[Stored data entries]
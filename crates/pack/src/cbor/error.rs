use cbor_tagmap_buffers::BufferError;
use thiserror::Error;

/// Error type for CBOR encoding/decoding operations.
#[derive(Debug, Error, Clone, PartialEq, Eq)]
pub enum CborError {
    #[error("invalid cbor payload")]
    InvalidPayload,
    #[error("unexpected end of input")]
    UnexpectedEnd,
    #[error("unsupported cbor feature")]
    Unsupported,
    #[error("unexpected minor value {0}")]
    UnexpectedMinor(u8),
    #[error("unexpected break")]
    UnexpectedBreak,
    #[error("unexpected binary chunk major type")]
    UnexpectedBinChunkMajor,
    #[error("unexpected string chunk major type")]
    UnexpectedStrChunkMajor,
    #[error("invalid UTF-8 in text string")]
    InvalidUtf8,
    #[error("invalid size")]
    InvalidSize,
    #[error("{0} trailing bytes after data item")]
    TrailingBytes(usize),
    #[error("nesting depth exceeded")]
    DepthExceeded,
    #[error("decode hook already registered for tag {0}")]
    DuplicateTag(u64),
    #[error("map encode hook already registered")]
    DuplicateMapHook,
    #[error("malformed tag {tag}: {reason}")]
    MalformedTag { tag: u64, reason: String },
}

impl From<BufferError> for CborError {
    fn from(err: BufferError) -> Self {
        match err {
            BufferError::EndOfBuffer => CborError::UnexpectedEnd,
            BufferError::InvalidUtf8 => CborError::InvalidUtf8,
        }
    }
}
//! Half-precision (16-bit) float decoding.

/// Widens the raw bits of an IEEE 754 binary16 value to `f64`.
///
/// # Example
///
/// ```
/// use cbor_tagmap_buffers::decode_f16;
///
/// assert_eq!(decode_f16(0x3c00), 1.0);
/// assert_eq!(decode_f16(0xc400), -4.0);
/// assert!(decode_f16(0x7e00).is_nan());
/// ```
pub fn decode_f16(bits: u16) -> f64 {
    let sign = if bits & 0x8000 != 0 { -1.0 } else { 1.0 };
    let exponent = i32::from((bits >> 10) & 0x1f);
    let mantissa = f64::from(bits & 0x03ff);
    match exponent {
        0 => sign * mantissa * 2f64.powi(-24),
        0x1f if mantissa == 0.0 => sign * f64::INFINITY,
        0x1f => f64::NAN,
        _ => sign * (1.0 + mantissa / 1024.0) * 2f64.powi(exponent - 15),
    }
}
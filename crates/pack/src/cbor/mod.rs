//! CBOR (RFC 8949) encoding and decoding with tag extension hooks.

mod constants;
mod convert;
mod decoder;
mod encoder;
mod error;
mod hooks;
mod shared;

pub use constants::MAX_DEPTH;
pub use convert::{json_to_pack, pack_to_json};
pub use decoder::CborDecoder;
pub use encoder::CborEncoder;
pub use error::CborError;
pub use hooks::{EncodeHooks, MapEncodeHook, TagDecodeHook, TagRegistry};
pub use shared::{decode, encode};
//! Decode side: tagged flat sequence back to an associative container.

use cbor_tagmap_pack::{OrderedMap, PackValue};
use indexmap::map::Entry;

use crate::config::{DuplicateKeyPolicy, MapTagConfig};
use crate::error::{Malformation, MapTagError};

/// Rebuilds a container from the decoded payload of a map tag.
///
/// The payload must be an array of even length, read as
/// `[k0, v0, k1, v1, ...]`. Shape checks run before any entry is inserted,
/// so a malformed payload never yields a partial container. Repeated keys
/// follow `config.duplicate_keys`.
pub fn unflatten(config: &MapTagConfig, payload: PackValue) -> Result<OrderedMap, MapTagError> {
    let items = match payload {
        PackValue::Array(items) => items,
        other => {
            return Err(config.malformed(Malformation::NotSequence {
                found: other.kind(),
            }))
        }
    };
    if items.len() % 2 != 0 {
        return Err(config.malformed(Malformation::OddLength(items.len())));
    }
    let entries = items.len() / 2;
    if let Some(limit) = config.max_entries {
        if entries > limit {
            return Err(config.malformed(Malformation::TooManyEntries { entries, limit }));
        }
    }

    let mut map = OrderedMap::with_capacity(entries);
    let mut items = items.into_iter();
    let mut index = 0;
    while let (Some(key), Some(value)) = (items.next(), items.next()) {
        match config.duplicate_keys {
            DuplicateKeyPolicy::LastWriteWins => {
                map.insert(key, value);
            }
            DuplicateKeyPolicy::Reject => match map.entry(key) {
                Entry::Occupied(_) => {
                    return Err(config.malformed(Malformation::DuplicateKey { index }));
                }
                Entry::Vacant(slot) => {
                    slot.insert(value);
                }
            },
        }
        index += 1;
    }
    tracing::trace!(tag = config.tag, entries, unique = map.len(), "unflattened map");
    Ok(map)
}
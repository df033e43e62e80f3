use cbor_tagmap_pack::CborError;
use thiserror::Error;

/// Why a map tag payload could not be turned back into a container.
#[derive(Debug, Error, Clone, PartialEq, Eq)]
pub enum Malformation {
    #[error("payload is not a sequence (found {found})")]
    NotSequence { found: &'static str },
    #[error("odd element count {0}, cannot pair into key/value")]
    OddLength(usize),
    #[error("{entries} entries exceed the limit of {limit}")]
    TooManyEntries { entries: usize, limit: usize },
    #[error("duplicate key at pair {index}")]
    DuplicateKey { index: usize },
}

/// Error type for the map tag transforms.
#[derive(Debug, Error, Clone, PartialEq, Eq)]
pub enum MapTagError {
    #[error("malformed map tag {tag}: {reason}")]
    MalformedTag { tag: u64, reason: Malformation },
}

impl MapTagError {
    pub fn reason(&self) -> &Malformation {
        match self {
            MapTagError::MalformedTag { reason, .. } => reason,
        }
    }
}

impl From<MapTagError> for CborError {
    fn from(err: MapTagError) -> Self {
        match err {
            MapTagError::MalformedTag { tag, reason } => CborError::MalformedTag {
                tag,
                reason: reason.to_string(),
            },
        }
    }
}
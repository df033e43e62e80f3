//! Associative containers as tagged flat CBOR arrays.
//!
//! A container with entries `[(k0, v0), (k1, v1)]` is written as
//! `tag([k0, v0, k1, v1])`, where the tag number is chosen by the caller and
//! shared out-of-band between producer and consumer. Keys and values are any
//! [`PackValue`](cbor_tagmap_pack::PackValue), so maps with integer, byte
//! string, array or nested-map keys survive a round trip.
//!
//! ```
//! use cbor_tagmap::{MapCborCodec, MapTagConfig, MAP_TAG};
//! use cbor_tagmap_pack::{OrderedMap, PackValue};
//!
//! let mut codec = MapCborCodec::new(MapTagConfig::new(MAP_TAG)).unwrap();
//!
//! let mut map = OrderedMap::new();
//! map.insert(PackValue::Integer(1), PackValue::Integer(2));
//! let bytes = codec.encode(&PackValue::Map(map.clone()));
//! assert_eq!(bytes, [0xd9, 0x01, 0x17, 0x82, 0x01, 0x02]);
//! assert_eq!(codec.decode(&bytes).unwrap(), PackValue::Map(map));
//! ```

mod codec;
mod config;
mod error;
mod flatten;
mod hook;
mod unflatten;

pub use codec::MapCborCodec;
pub use config::{DuplicateKeyPolicy, MapTagConfig, MAP_TAG};
pub use error::{Malformation, MapTagError};
pub use flatten::flatten;
pub use hook::MapTag;
pub use unflatten::unflatten;
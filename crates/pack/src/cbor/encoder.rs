//! `CborEncoder`: CBOR encoder for the full [`PackValue`] domain.
//!
//! Heads always use the shortest length encoding. Floats are written as
//! single precision when that is lossless, double precision otherwise.

use cbor_tagmap_buffers::{is_float32, Writer};

use super::constants::*;
use super::hooks::EncodeHooks;
use crate::{OrderedMap, PackValue};

/// CBOR encoder.
///
/// [`PackValue::Map`] is routed through the map hook in [`EncodeHooks`] when
/// one is installed; otherwise it is written as a plain CBOR map whose keys
/// may be any value.
pub struct CborEncoder {
    pub writer: Writer,
    hooks: EncodeHooks,
}

impl Default for CborEncoder {
    fn default() -> Self {
        Self::new()
    }
}

impl CborEncoder {
    pub fn new() -> Self {
        Self::with_hooks(EncodeHooks::new())
    }

    pub fn with_hooks(hooks: EncodeHooks) -> Self {
        Self {
            writer: Writer::new(),
            hooks,
        }
    }

    pub fn hooks(&self) -> &EncodeHooks {
        &self.hooks
    }

    /// Encode a value and return the CBOR bytes.
    pub fn encode(&mut self, value: &PackValue) -> Vec<u8> {
        self.writer.reset();
        self.write_any(value);
        self.writer.flush()
    }

    pub fn write_any(&mut self, value: &PackValue) {
        match value {
            PackValue::Null => self.write_null(),
            PackValue::Undefined => self.write_undef(),
            PackValue::Bool(b) => self.write_boolean(*b),
            PackValue::Integer(i) => self.write_integer(*i),
            PackValue::UInteger(u) => self.write_u_integer(*u),
            PackValue::Float(f) => self.write_float(*f),
            PackValue::Bytes(b) => self.write_bin(b),
            PackValue::Str(s) => self.write_str(s),
            PackValue::Array(arr) => self.write_arr(arr),
            PackValue::Object(pairs) => self.write_obj_pairs(pairs),
            PackValue::Map(map) => self.write_map(map),
            PackValue::Extension(ext) => self.write_tag(ext.tag, &ext.val),
            PackValue::Blob(blob) => self.writer.buf(&blob.val),
        }
    }

    pub fn write_null(&mut self) {
        self.writer.u8(CBOR_NULL);
    }

    pub fn write_undef(&mut self) {
        self.writer.u8(CBOR_UNDEFINED);
    }

    pub fn write_boolean(&mut self, b: bool) {
        self.writer.u8(if b { CBOR_TRUE } else { CBOR_FALSE });
    }

    pub fn write_integer(&mut self, int: i64) {
        if int >= 0 {
            self.write_u_integer(int as u64);
        } else {
            self.encode_nint(int);
        }
    }

    pub fn write_u_integer(&mut self, uint: u64) {
        self.write_head(OVERLAY_UIN, uint);
    }

    /// Negative integer: major type 1 carries `-1 - int`.
    pub fn encode_nint(&mut self, int: i64) {
        let uint = (-1i64).wrapping_sub(int) as u64;
        self.write_head(OVERLAY_NIN, uint);
    }

    pub fn write_float(&mut self, float: f64) {
        if is_float32(float) {
            self.writer.u8f32(CBOR_F32, float as f32);
        } else {
            self.writer.u8f64(CBOR_F64, float);
        }
    }

    pub fn write_bin(&mut self, buf: &[u8]) {
        self.write_bin_hdr(buf.len());
        self.writer.buf(buf);
    }

    pub fn write_bin_hdr(&mut self, length: usize) {
        self.write_head(OVERLAY_BIN, length as u64);
    }

    pub fn write_str(&mut self, s: &str) {
        self.write_str_hdr(s.len());
        self.writer.utf8(s);
    }

    pub fn write_str_hdr(&mut self, length: usize) {
        self.write_head(OVERLAY_STR, length as u64);
    }

    pub fn write_arr(&mut self, arr: &[PackValue]) {
        self.write_arr_hdr(arr.len());
        for item in arr {
            self.write_any(item);
        }
    }

    pub fn write_arr_hdr(&mut self, length: usize) {
        self.write_head(OVERLAY_ARR, length as u64);
    }

    pub fn write_obj_pairs(&mut self, pairs: &[(String, PackValue)]) {
        self.write_obj_hdr(pairs.len());
        for (key, value) in pairs {
            self.write_str(key);
            self.write_any(value);
        }
    }

    pub fn write_obj_hdr(&mut self, length: usize) {
        self.write_head(OVERLAY_MAP, length as u64);
    }

    /// Writes an associative container, through the map hook if installed.
    pub fn write_map(&mut self, map: &OrderedMap) {
        let replacement = self.hooks.map().map(|hook| hook.encode(map));
        match replacement {
            Some(value) => self.write_any(&value),
            None => self.write_map_plain(map),
        }
    }

    /// Writes an associative container as CBOR major type 5.
    pub fn write_map_plain(&mut self, map: &OrderedMap) {
        self.write_obj_hdr(map.len());
        for (key, value) in map {
            self.write_any(key);
            self.write_any(value);
        }
    }

    pub fn write_tag(&mut self, tag: u64, value: &PackValue) {
        self.write_tag_hdr(tag);
        self.write_any(value);
    }

    pub fn write_tag_hdr(&mut self, tag: u64) {
        self.write_head(OVERLAY_TAG, tag);
    }

    /// Writes an initial byte for `overlay` with `n` as its argument.
    fn write_head(&mut self, overlay: u8, n: u64) {
        let w = &mut self.writer;
        if n <= 23 {
            w.u8(overlay | n as u8);
        } else if n <= 0xff {
            w.u8(overlay | MINOR_U8);
            w.u8(n as u8);
        } else if n <= 0xffff {
            w.u8u16(overlay | MINOR_U16, n as u16);
        } else if n <= 0xffff_ffff {
            w.u8u32(overlay | MINOR_U32, n as u32);
        } else {
            w.u8u64(overlay | MINOR_U64, n);
        }
    }

    // ---- Streaming ----

    pub fn write_start_arr(&mut self) {
        self.writer.u8(OVERLAY_ARR | MINOR_INDEFINITE);
    }

    pub fn write_start_obj(&mut self) {
        self.writer.u8(OVERLAY_MAP | MINOR_INDEFINITE);
    }

    pub fn write_end(&mut self) {
        self.writer.u8(CBOR_END);
    }
}

#[cfg(test)]
mod tests {
    use std::sync::Arc;

    use super::*;
    use crate::cbor::hooks::MapEncodeHook;
    use crate::{PackBlob, PackExtension};

    fn enc(value: &PackValue) -> Vec<u8> {
        CborEncoder::new().encode(value)
    }

    #[test]
    fn test_encode_simple_values() {
        assert_eq!(enc(&PackValue::Null), vec![0xf6]);
        assert_eq!(enc(&PackValue::Undefined), vec![0xf7]);
        assert_eq!(enc(&PackValue::Bool(true)), vec![0xf5]);
        assert_eq!(enc(&PackValue::Bool(false)), vec![0xf4]);
    }

    #[test]
    fn test_encode_uint_widths() {
        assert_eq!(enc(&PackValue::Integer(0)), vec![0x00]);
        assert_eq!(enc(&PackValue::Integer(23)), vec![0x17]);
        assert_eq!(enc(&PackValue::Integer(24)), vec![0x18, 0x18]);
        assert_eq!(enc(&PackValue::Integer(256)), vec![0x19, 0x01, 0x00]);
        assert_eq!(
            enc(&PackValue::Integer(65536)),
            vec![0x1a, 0x00, 0x01, 0x00, 0x00]
        );
        assert_eq!(
            enc(&PackValue::UInteger(u64::MAX)),
            vec![0x1b, 0xff, 0xff, 0xff, 0xff, 0xff, 0xff, 0xff, 0xff]
        );
    }

    #[test]
    fn test_encode_nint() {
        assert_eq!(enc(&PackValue::Integer(-1)), vec![0x20]);
        assert_eq!(enc(&PackValue::Integer(-24)), vec![0x37]);
        assert_eq!(enc(&PackValue::Integer(-25)), vec![0x38, 0x18]);
        assert_eq!(enc(&PackValue::Integer(-1000)), vec![0x39, 0x03, 0xe7]);
        let bytes = enc(&PackValue::Integer(i64::MIN));
        assert_eq!(bytes[0], 0x3b);
        assert_eq!(&bytes[1..], &(i64::MAX as u64).to_be_bytes());
    }

    #[test]
    fn test_encode_float_precision() {
        assert_eq!(enc(&PackValue::Float(1.5)), vec![0xfa, 0x3f, 0xc0, 0x00, 0x00]);
        let bytes = enc(&PackValue::Float(1.1));
        assert_eq!(bytes[0], 0xfb);
        assert_eq!(bytes.len(), 9);
    }

    #[test]
    fn test_encode_str_and_bin() {
        assert_eq!(enc(&PackValue::from("a")), vec![0x61, 0x61]);
        assert_eq!(enc(&PackValue::from("")), vec![0x60]);
        let long = "x".repeat(24);
        let bytes = enc(&PackValue::Str(long));
        assert_eq!(&bytes[..2], &[0x78, 24]);
        assert_eq!(enc(&PackValue::Bytes(vec![1, 2])), vec![0x42, 1, 2]);
    }

    #[test]
    fn test_encode_array_and_object() {
        let arr = PackValue::Array(vec![PackValue::Integer(4), PackValue::Integer(5)]);
        assert_eq!(enc(&arr), vec![0x82, 0x04, 0x05]);
        let obj = PackValue::Object(vec![("a".to_owned(), PackValue::Integer(1))]);
        assert_eq!(enc(&obj), vec![0xa1, 0x61, 0x61, 0x01]);
    }

    #[test]
    fn test_encode_map_without_hook_is_plain_map() {
        let mut map = OrderedMap::new();
        map.insert(PackValue::Integer(1), PackValue::Integer(2));
        map.insert(PackValue::Bytes(vec![9]), PackValue::Null);
        assert_eq!(
            enc(&PackValue::Map(map)),
            vec![0xa2, 0x01, 0x02, 0x41, 0x09, 0xf6]
        );
    }

    #[test]
    fn test_encode_tag_widths() {
        let tagged = |tag| enc(&PackValue::Extension(PackExtension::new(tag, PackValue::Null)));
        assert_eq!(tagged(1), vec![0xc1, 0xf6]);
        assert_eq!(tagged(42), vec![0xd8, 0x2a, 0xf6]);
        assert_eq!(tagged(279), vec![0xd9, 0x01, 0x17, 0xf6]);
        assert_eq!(tagged(0x10000), vec![0xda, 0x00, 0x01, 0x00, 0x00, 0xf6]);
    }

    #[test]
    fn test_encode_blob_passes_through() {
        let blob = PackValue::Array(vec![
            PackValue::Blob(PackBlob::new(vec![0x82, 0x01, 0x02])),
            PackValue::Integer(3),
        ]);
        assert_eq!(enc(&blob), vec![0x82, 0x82, 0x01, 0x02, 0x03]);
    }

    struct PairsAsArray;

    impl MapEncodeHook for PairsAsArray {
        fn encode(&self, map: &OrderedMap) -> PackValue {
            PackValue::Array(
                map.iter()
                    .map(|(k, v)| PackValue::Array(vec![k.clone(), v.clone()]))
                    .collect(),
            )
        }
    }

    #[test]
    fn test_map_hook_replaces_nested_maps() {
        let mut hooks = EncodeHooks::new();
        hooks.register_map(Arc::new(PairsAsArray)).unwrap();
        let mut encoder = CborEncoder::with_hooks(hooks);

        let mut inner = OrderedMap::new();
        inner.insert(PackValue::Integer(2), PackValue::Integer(3));
        let mut outer = OrderedMap::new();
        outer.insert(PackValue::Integer(1), PackValue::Map(inner));

        assert_eq!(
            encoder.encode(&PackValue::Map(outer)),
            vec![0x81, 0x82, 0x01, 0x81, 0x82, 0x02, 0x03]
        );
    }

    #[test]
    fn test_streaming_heads() {
        let mut encoder = CborEncoder::new();
        encoder.write_start_arr();
        encoder.write_integer(1);
        encoder.write_end();
        assert_eq!(encoder.writer.flush(), vec![0x9f, 0x01, 0xff]);

        encoder.write_start_obj();
        encoder.write_integer(1);
        encoder.write_integer(2);
        encoder.write_end();
        assert_eq!(encoder.writer.flush(), vec![0xbf, 0x01, 0x02, 0xff]);
    }
}
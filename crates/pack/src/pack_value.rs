//! [`PackValue`]: the value domain shared by the CBOR encoder and decoder.

use std::collections::hash_map::DefaultHasher;
use std::hash::{Hash, Hasher};

use indexmap::IndexMap;

use crate::{PackBlob, PackExtension};

/// Insertion-ordered associative container with unique keys.
///
/// Keys and values are arbitrary [`PackValue`]s. Inserting an existing key
/// replaces its value and keeps the key's original position.
pub type OrderedMap = IndexMap<PackValue, PackValue>;

/// A value the CBOR codec can encode and decode.
///
/// Equality is total: floats compare by bit pattern so that `NaN` equals
/// itself and `0.0` differs from `-0.0`. This makes every value usable as an
/// [`OrderedMap`] key. `Integer` and `UInteger` are distinct variants; the
/// decoder always produces `Integer` for values that fit `i64`.
#[derive(Debug, Clone)]
pub enum PackValue {
    Null,
    Undefined,
    Bool(bool),
    Integer(i64),
    /// Unsigned integers above `i64::MAX`.
    UInteger(u64),
    Float(f64),
    Bytes(Vec<u8>),
    Str(String),
    Array(Vec<PackValue>),
    /// Plain CBOR map with text keys, kept in wire order.
    Object(Vec<(String, PackValue)>),
    /// Associative container with arbitrary keys.
    Map(OrderedMap),
    /// Tagged value with no registered decode hook.
    Extension(PackExtension),
    /// Pre-encoded CBOR, written verbatim.
    Blob(PackBlob),
}

impl PackValue {
    /// Short name of the variant, used in error and log messages.
    pub fn kind(&self) -> &'static str {
        match self {
            PackValue::Null => "null",
            PackValue::Undefined => "undefined",
            PackValue::Bool(_) => "bool",
            PackValue::Integer(_) | PackValue::UInteger(_) => "integer",
            PackValue::Float(_) => "float",
            PackValue::Bytes(_) => "bytes",
            PackValue::Str(_) => "string",
            PackValue::Array(_) => "array",
            PackValue::Object(_) => "object",
            PackValue::Map(_) => "map",
            PackValue::Extension(_) => "tag",
            PackValue::Blob(_) => "blob",
        }
    }

    pub fn as_array(&self) -> Option<&[PackValue]> {
        match self {
            PackValue::Array(items) => Some(items),
            _ => None,
        }
    }
}

impl PartialEq for PackValue {
    fn eq(&self, other: &Self) -> bool {
        use PackValue::*;
        match (self, other) {
            (Null, Null) | (Undefined, Undefined) => true,
            (Bool(a), Bool(b)) => a == b,
            (Integer(a), Integer(b)) => a == b,
            (UInteger(a), UInteger(b)) => a == b,
            (Float(a), Float(b)) => a.to_bits() == b.to_bits(),
            (Bytes(a), Bytes(b)) => a == b,
            (Str(a), Str(b)) => a == b,
            (Array(a), Array(b)) => a == b,
            (Object(a), Object(b)) => a == b,
            (Map(a), Map(b)) => a == b,
            (Extension(a), Extension(b)) => a == b,
            (Blob(a), Blob(b)) => a == b,
            _ => false,
        }
    }
}

impl Eq for PackValue {}

impl Hash for PackValue {
    fn hash<H: Hasher>(&self, state: &mut H) {
        std::mem::discriminant(self).hash(state);
        match self {
            PackValue::Null | PackValue::Undefined => {}
            PackValue::Bool(b) => b.hash(state),
            PackValue::Integer(i) => i.hash(state),
            PackValue::UInteger(u) => u.hash(state),
            PackValue::Float(f) => f.to_bits().hash(state),
            PackValue::Bytes(b) => b.hash(state),
            PackValue::Str(s) => s.hash(state),
            PackValue::Array(items) => items.hash(state),
            PackValue::Object(pairs) => pairs.hash(state),
            PackValue::Map(map) => {
                // Map equality ignores order: entry hashes are summed.
                let combined = map.iter().fold(0u64, |acc, entry| {
                    let mut hasher = DefaultHasher::new();
                    entry.hash(&mut hasher);
                    acc.wrapping_add(hasher.finish())
                });
                map.len().hash(state);
                combined.hash(state);
            }
            PackValue::Extension(ext) => ext.hash(state),
            PackValue::Blob(blob) => blob.hash(state),
        }
    }
}

impl From<bool> for PackValue {
    fn from(b: bool) -> Self {
        PackValue::Bool(b)
    }
}

impl From<i64> for PackValue {
    fn from(i: i64) -> Self {
        PackValue::Integer(i)
    }
}

impl From<i32> for PackValue {
    fn from(i: i32) -> Self {
        PackValue::Integer(i64::from(i))
    }
}

impl From<u64> for PackValue {
    fn from(u: u64) -> Self {
        match i64::try_from(u) {
            Ok(i) => PackValue::Integer(i),
            Err(_) => PackValue::UInteger(u),
        }
    }
}

impl From<f64> for PackValue {
    fn from(f: f64) -> Self {
        PackValue::Float(f)
    }
}

impl From<&str> for PackValue {
    fn from(s: &str) -> Self {
        PackValue::Str(s.to_owned())
    }
}

impl From<String> for PackValue {
    fn from(s: String) -> Self {
        PackValue::Str(s)
    }
}

impl From<Vec<u8>> for PackValue {
    fn from(bytes: Vec<u8>) -> Self {
        PackValue::Bytes(bytes)
    }
}

impl From<Vec<PackValue>> for PackValue {
    fn from(items: Vec<PackValue>) -> Self {
        PackValue::Array(items)
    }
}

impl From<OrderedMap> for PackValue {
    fn from(map: OrderedMap) -> Self {
        PackValue::Map(map)
    }
}

impl From<PackExtension> for PackValue {
    fn from(ext: PackExtension) -> Self {
        PackValue::Extension(ext)
    }
}

impl FromIterator<(PackValue, PackValue)> for PackValue {
    fn from_iter<I: IntoIterator<Item = (PackValue, PackValue)>>(iter: I) -> Self {
        PackValue::Map(iter.into_iter().collect())
    }
}
//! Map tag configuration.

use crate::error::{Malformation, MapTagError};

/// Conventional tag number for a flattened map.
///
/// Nothing picks this up implicitly: pass it to [`MapTagConfig::new`] on both
/// the producing and the consuming side.
pub const MAP_TAG: u64 = 279;

/// What to do when a payload repeats a key.
#[derive(Debug, Clone, Copy, PartialEq, Eq, Default)]
pub enum DuplicateKeyPolicy {
    /// A later pair overwrites the value of an earlier one. The key keeps the
    /// position of its first occurrence.
    #[default]
    LastWriteWins,
    /// A repeated key makes the payload malformed.
    Reject,
}

/// Settings shared by the encode and decode side of the map tag.
#[derive(Debug, Clone, PartialEq, Eq)]
pub struct MapTagConfig {
    /// Tag number written on encode and matched on decode.
    pub tag: u64,
    /// Upper bound on decoded entries. `None` accepts any count.
    pub max_entries: Option<usize>,
    pub duplicate_keys: DuplicateKeyPolicy,
}

impl MapTagConfig {
    pub fn new(tag: u64) -> Self {
        Self {
            tag,
            max_entries: None,
            duplicate_keys: DuplicateKeyPolicy::default(),
        }
    }

    pub fn with_max_entries(mut self, limit: usize) -> Self {
        self.max_entries = Some(limit);
        self
    }

    pub fn with_duplicate_keys(mut self, policy: DuplicateKeyPolicy) -> Self {
        self.duplicate_keys = policy;
        self
    }

    pub(crate) fn malformed(&self, reason: Malformation) -> MapTagError {
        MapTagError::MalformedTag {
            tag: self.tag,
            reason,
        }
    }
}
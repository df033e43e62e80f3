//! Conversions between [`PackValue`] and `serde_json::Value`.

use serde_json::{Map as JsonMap, Number, Value as JsonValue};

use crate::PackValue;

/// Convert a `serde_json::Value` to a [`PackValue`].
///
/// JSON objects become [`PackValue::Object`]; integral numbers become
/// `Integer` (or `UInteger` above `i64::MAX`).
pub fn json_to_pack(v: &JsonValue) -> PackValue {
    match v {
        JsonValue::Null => PackValue::Null,
        JsonValue::Bool(b) => PackValue::Bool(*b),
        JsonValue::Number(n) => {
            if let Some(i) = n.as_i64() {
                PackValue::Integer(i)
            } else if let Some(u) = n.as_u64() {
                PackValue::UInteger(u)
            } else {
                PackValue::Float(n.as_f64().unwrap_or(f64::NAN))
            }
        }
        JsonValue::String(s) => PackValue::Str(s.clone()),
        JsonValue::Array(items) => PackValue::Array(items.iter().map(json_to_pack).collect()),
        JsonValue::Object(obj) => PackValue::Object(
            obj.iter()
                .map(|(key, value)| (key.clone(), json_to_pack(value)))
                .collect(),
        ),
    }
}

/// Convert a [`PackValue`] to a `serde_json::Value`.
///
/// JSON has no place for some CBOR shapes, so the mapping is lossy:
/// - `Undefined` and non-finite floats become `null`
/// - bytes become an array of numbers
/// - a [`PackValue::Map`] becomes an array of `[key, value]` pairs, since
///   its keys need not be strings
/// - tags become `{"tag": n, "value": ...}`, blobs become their byte array
pub fn pack_to_json(v: PackValue) -> JsonValue {
    match v {
        PackValue::Null | PackValue::Undefined => JsonValue::Null,
        PackValue::Bool(b) => JsonValue::Bool(b),
        PackValue::Integer(i) => JsonValue::from(i),
        PackValue::UInteger(u) => JsonValue::from(u),
        PackValue::Float(f) => Number::from_f64(f).map_or(JsonValue::Null, JsonValue::Number),
        PackValue::Bytes(bytes) => bytes_to_json(bytes),
        PackValue::Str(s) => JsonValue::String(s),
        PackValue::Array(items) => JsonValue::Array(items.into_iter().map(pack_to_json).collect()),
        PackValue::Object(pairs) => JsonValue::Object(
            pairs
                .into_iter()
                .map(|(key, value)| (key, pack_to_json(value)))
                .collect::<JsonMap<String, JsonValue>>(),
        ),
        PackValue::Map(map) => JsonValue::Array(
            map.into_iter()
                .map(|(key, value)| JsonValue::Array(vec![pack_to_json(key), pack_to_json(value)]))
                .collect(),
        ),
        PackValue::Extension(ext) => {
            let mut obj = JsonMap::new();
            obj.insert("tag".to_owned(), JsonValue::from(ext.tag));
            obj.insert("value".to_owned(), pack_to_json(*ext.val));
            JsonValue::Object(obj)
        }
        PackValue::Blob(blob) => bytes_to_json(blob.val),
    }
}

fn bytes_to_json(bytes: Vec<u8>) -> JsonValue {
    JsonValue::Array(bytes.into_iter().map(JsonValue::from).collect())
}

impl From<JsonValue> for PackValue {
    fn from(v: JsonValue) -> Self {
        json_to_pack(&v)
    }
}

### What you should do
If a line comes after the one containing "impl From<BufferError> for", leave it out; set down every line of the data before it, and that line itself, exactly.

### Output
filename crates/pack/src/cbor/error.rs
use cbor_tagmap_buffers::BufferError;
use thiserror::Error;

/// Error type for CBOR encoding/decoding operations.
#[derive(Debug, Error, Clone, PartialEq, Eq)]
pub enum CborError {
    #[error("invalid cbor payload")]
    InvalidPayload,
    #[error("unexpected end of input")]
    UnexpectedEnd,
    #[error("unsupported cbor feature")]
    Unsupported,
    #[error("unexpected minor value {0}")]
    UnexpectedMinor(u8),
    #[error("unexpected break")]
    UnexpectedBreak,
    #[error("unexpected binary chunk major type")]
    UnexpectedBinChunkMajor,
    #[error("unexpected string chunk major type")]
    UnexpectedStrChunkMajor,
    #[error("invalid UTF-8 in text string")]
    InvalidUtf8,
    #[error("invalid size")]
    InvalidSize,
    #[error("{0} trailing bytes after data item")]
    TrailingBytes(usize),
    #[error("nesting depth exceeded")]
    DepthExceeded,
    #[error("decode hook already registered for tag {0}")]
    DuplicateTag(u64),
    #[error("map encode hook already registered")]
    DuplicateMapHook,
    #[error("malformed tag {tag}: {reason}")]
    MalformedTag { tag: u64, reason: String },
}

impl From<BufferError> for CborError {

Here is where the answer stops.